_DATA IN THIS EXERCISE_.
....
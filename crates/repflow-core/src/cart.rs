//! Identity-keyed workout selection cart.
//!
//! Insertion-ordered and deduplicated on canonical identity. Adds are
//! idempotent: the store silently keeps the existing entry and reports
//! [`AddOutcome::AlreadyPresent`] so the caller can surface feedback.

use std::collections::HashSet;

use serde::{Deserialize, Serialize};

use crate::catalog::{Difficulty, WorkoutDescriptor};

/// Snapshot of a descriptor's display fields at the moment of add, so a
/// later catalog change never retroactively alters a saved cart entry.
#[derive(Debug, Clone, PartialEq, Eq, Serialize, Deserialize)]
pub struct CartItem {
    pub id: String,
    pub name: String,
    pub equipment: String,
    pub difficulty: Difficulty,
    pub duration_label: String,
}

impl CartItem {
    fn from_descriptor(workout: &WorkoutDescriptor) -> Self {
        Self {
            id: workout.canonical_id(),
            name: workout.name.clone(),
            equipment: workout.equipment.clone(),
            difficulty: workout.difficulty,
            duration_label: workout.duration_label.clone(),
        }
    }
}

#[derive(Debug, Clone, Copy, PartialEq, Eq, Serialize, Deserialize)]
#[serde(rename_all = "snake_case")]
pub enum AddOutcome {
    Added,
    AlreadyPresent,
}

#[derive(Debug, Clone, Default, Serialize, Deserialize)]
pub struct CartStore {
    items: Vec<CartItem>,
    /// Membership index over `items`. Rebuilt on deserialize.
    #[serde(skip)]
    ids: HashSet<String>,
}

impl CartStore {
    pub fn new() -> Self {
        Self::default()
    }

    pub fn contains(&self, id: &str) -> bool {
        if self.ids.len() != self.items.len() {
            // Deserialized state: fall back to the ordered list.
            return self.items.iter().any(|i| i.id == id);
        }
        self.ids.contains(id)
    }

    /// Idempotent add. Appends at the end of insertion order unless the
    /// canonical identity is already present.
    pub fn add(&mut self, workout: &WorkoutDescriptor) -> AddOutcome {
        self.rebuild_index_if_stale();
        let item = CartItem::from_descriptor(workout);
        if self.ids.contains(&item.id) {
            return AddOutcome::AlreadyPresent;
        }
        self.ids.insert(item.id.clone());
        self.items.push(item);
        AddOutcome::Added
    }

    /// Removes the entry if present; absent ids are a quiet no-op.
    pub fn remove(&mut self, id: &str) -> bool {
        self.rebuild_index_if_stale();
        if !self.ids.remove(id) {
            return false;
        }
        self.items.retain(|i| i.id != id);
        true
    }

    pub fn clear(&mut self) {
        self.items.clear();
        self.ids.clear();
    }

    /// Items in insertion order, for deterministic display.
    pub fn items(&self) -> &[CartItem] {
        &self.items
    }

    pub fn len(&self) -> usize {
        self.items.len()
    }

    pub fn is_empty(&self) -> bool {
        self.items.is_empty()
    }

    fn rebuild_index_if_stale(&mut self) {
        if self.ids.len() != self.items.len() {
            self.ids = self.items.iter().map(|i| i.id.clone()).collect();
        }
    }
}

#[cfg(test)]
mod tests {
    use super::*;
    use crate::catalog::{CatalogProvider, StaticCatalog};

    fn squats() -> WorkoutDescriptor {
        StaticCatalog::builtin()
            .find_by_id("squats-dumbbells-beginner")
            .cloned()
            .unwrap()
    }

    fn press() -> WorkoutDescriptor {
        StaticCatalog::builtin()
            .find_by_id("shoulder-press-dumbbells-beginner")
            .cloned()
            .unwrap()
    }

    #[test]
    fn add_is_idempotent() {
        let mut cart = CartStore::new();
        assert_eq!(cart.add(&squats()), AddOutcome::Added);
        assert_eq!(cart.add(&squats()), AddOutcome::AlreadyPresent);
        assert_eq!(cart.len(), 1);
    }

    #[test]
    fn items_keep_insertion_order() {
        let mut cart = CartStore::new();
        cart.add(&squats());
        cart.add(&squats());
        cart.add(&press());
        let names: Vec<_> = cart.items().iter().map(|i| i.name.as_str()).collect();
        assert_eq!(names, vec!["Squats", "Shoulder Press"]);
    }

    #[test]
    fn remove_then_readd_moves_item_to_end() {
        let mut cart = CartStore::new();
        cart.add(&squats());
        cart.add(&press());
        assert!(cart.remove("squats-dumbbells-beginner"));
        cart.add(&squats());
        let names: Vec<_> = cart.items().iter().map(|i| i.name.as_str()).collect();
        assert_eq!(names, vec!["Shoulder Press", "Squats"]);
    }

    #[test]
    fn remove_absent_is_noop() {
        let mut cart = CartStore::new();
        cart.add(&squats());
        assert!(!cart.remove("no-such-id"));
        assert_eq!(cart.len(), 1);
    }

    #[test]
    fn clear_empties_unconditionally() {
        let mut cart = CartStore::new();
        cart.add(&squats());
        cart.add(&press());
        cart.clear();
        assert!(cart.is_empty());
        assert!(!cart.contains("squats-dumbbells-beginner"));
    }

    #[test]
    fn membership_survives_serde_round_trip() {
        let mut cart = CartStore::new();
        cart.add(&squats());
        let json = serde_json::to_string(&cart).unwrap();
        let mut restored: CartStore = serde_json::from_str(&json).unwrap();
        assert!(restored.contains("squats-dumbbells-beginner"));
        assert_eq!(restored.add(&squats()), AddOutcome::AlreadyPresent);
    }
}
....
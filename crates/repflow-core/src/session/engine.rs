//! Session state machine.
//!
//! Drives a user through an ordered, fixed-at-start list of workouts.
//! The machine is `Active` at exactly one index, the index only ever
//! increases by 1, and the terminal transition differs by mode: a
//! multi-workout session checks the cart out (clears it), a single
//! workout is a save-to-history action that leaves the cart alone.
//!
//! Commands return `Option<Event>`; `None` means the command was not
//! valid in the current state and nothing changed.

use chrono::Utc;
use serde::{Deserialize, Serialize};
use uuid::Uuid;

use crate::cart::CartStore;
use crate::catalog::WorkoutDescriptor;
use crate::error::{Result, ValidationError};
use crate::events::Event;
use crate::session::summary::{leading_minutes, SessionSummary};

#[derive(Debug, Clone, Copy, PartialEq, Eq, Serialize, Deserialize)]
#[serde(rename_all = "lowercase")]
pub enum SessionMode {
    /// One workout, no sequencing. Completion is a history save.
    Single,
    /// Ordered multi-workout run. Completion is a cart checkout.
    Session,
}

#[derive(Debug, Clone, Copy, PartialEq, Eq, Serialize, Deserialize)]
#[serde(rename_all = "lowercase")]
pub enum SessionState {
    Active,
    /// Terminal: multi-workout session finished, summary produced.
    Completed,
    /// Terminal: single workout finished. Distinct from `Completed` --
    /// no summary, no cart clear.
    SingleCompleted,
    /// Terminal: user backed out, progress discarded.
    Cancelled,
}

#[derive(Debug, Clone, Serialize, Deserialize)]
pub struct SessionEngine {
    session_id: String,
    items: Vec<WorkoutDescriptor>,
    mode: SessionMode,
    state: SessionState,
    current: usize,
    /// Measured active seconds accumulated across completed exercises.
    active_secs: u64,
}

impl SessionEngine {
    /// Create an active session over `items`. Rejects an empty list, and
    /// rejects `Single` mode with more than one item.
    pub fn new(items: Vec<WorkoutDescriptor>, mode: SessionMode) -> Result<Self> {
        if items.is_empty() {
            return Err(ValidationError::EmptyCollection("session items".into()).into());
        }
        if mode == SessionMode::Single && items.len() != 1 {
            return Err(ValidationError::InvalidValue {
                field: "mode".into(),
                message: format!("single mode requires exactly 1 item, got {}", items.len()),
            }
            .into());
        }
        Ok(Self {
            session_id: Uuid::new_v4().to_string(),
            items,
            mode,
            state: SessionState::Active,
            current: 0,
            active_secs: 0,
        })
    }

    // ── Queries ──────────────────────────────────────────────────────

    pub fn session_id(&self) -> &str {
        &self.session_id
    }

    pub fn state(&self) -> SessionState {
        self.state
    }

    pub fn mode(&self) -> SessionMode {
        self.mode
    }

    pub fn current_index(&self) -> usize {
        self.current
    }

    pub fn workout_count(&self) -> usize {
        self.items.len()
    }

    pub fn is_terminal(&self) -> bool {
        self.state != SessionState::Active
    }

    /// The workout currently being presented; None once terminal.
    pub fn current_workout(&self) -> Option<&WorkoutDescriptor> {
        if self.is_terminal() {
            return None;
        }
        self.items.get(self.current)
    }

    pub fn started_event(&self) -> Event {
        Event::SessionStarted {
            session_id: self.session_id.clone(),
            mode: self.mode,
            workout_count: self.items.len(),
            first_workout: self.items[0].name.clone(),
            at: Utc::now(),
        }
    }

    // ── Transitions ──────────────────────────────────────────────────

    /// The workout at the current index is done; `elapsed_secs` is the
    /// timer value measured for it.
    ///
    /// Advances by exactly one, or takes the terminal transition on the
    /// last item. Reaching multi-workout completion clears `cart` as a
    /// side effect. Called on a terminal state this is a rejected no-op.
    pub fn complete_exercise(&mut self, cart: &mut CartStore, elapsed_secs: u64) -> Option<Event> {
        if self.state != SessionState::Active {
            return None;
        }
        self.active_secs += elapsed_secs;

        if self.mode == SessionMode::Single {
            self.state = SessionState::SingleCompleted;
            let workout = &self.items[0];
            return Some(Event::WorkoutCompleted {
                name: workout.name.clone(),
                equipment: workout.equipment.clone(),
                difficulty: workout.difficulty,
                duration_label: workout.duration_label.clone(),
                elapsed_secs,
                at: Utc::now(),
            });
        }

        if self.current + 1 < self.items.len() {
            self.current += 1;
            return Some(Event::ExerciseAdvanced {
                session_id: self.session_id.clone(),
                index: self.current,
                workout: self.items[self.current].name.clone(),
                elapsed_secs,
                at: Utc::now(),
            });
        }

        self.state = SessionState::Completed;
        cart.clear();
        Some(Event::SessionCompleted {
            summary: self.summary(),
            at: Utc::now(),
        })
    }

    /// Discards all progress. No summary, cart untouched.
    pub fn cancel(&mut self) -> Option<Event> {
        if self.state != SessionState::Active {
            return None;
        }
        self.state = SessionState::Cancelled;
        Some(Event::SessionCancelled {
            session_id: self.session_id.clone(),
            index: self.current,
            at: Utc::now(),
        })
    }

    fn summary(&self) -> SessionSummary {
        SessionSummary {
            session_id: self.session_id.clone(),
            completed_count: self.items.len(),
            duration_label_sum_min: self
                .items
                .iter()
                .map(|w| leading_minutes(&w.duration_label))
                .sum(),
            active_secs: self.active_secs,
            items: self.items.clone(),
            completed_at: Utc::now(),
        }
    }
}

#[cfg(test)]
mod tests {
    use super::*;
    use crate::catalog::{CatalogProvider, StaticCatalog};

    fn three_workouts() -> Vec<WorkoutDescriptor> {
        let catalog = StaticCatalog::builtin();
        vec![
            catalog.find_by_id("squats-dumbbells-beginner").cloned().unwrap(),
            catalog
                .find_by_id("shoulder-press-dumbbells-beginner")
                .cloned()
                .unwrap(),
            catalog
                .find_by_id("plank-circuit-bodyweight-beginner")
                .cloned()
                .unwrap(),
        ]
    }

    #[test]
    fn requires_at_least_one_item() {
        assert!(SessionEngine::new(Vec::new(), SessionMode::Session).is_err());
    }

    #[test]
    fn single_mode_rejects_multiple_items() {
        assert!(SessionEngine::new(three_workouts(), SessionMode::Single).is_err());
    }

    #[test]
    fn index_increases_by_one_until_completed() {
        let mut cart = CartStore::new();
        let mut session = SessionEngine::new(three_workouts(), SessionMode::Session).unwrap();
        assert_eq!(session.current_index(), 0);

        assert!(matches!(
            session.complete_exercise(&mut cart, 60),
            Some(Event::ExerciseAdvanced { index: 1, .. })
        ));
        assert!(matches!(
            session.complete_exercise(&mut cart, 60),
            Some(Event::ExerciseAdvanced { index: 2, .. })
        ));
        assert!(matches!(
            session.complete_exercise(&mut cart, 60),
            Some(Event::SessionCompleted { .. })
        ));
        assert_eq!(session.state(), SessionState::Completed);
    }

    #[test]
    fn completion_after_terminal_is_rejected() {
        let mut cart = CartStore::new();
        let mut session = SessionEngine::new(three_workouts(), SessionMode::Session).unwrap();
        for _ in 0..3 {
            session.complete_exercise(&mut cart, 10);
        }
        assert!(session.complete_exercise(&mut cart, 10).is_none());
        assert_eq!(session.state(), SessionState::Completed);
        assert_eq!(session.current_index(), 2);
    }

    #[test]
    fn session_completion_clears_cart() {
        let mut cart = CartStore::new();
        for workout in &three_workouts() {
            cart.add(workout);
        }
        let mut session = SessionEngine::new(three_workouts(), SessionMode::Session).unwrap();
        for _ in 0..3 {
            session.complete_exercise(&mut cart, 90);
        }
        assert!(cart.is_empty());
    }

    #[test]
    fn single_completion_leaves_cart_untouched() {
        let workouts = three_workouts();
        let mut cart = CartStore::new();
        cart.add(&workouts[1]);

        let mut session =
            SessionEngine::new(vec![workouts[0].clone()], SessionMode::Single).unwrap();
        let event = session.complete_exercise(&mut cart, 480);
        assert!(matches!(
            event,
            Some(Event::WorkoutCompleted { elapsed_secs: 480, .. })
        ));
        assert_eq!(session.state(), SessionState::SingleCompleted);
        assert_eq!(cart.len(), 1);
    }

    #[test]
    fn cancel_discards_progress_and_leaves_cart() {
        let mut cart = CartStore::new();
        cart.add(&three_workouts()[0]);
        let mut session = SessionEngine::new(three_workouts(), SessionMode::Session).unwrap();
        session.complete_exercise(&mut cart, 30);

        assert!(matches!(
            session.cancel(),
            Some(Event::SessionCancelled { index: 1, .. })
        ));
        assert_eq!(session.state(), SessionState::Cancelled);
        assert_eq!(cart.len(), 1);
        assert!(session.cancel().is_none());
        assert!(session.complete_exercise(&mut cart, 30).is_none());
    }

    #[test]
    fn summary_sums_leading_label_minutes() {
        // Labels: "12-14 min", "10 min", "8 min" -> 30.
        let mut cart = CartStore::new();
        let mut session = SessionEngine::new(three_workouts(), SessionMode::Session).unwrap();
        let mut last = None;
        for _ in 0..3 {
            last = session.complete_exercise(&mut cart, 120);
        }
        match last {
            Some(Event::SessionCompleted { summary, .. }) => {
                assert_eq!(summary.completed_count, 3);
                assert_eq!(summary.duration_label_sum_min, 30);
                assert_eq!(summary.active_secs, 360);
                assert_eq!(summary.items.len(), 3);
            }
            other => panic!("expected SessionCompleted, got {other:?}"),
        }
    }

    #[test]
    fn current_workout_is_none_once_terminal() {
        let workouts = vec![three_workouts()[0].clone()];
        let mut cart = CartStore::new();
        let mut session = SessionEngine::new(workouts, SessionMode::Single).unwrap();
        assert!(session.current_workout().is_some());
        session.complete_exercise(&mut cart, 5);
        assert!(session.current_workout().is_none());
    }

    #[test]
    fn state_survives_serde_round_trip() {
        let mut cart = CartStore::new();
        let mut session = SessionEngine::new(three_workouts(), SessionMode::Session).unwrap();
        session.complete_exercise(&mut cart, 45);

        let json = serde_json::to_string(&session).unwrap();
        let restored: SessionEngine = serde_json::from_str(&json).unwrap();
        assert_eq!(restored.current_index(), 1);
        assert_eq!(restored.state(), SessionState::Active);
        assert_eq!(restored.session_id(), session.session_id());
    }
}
....
_WHAT IS NEEDED_. Reply with nothing except the number of lines in the listing above that include the string "crates".

_EXERCISE SOLUTION_. 2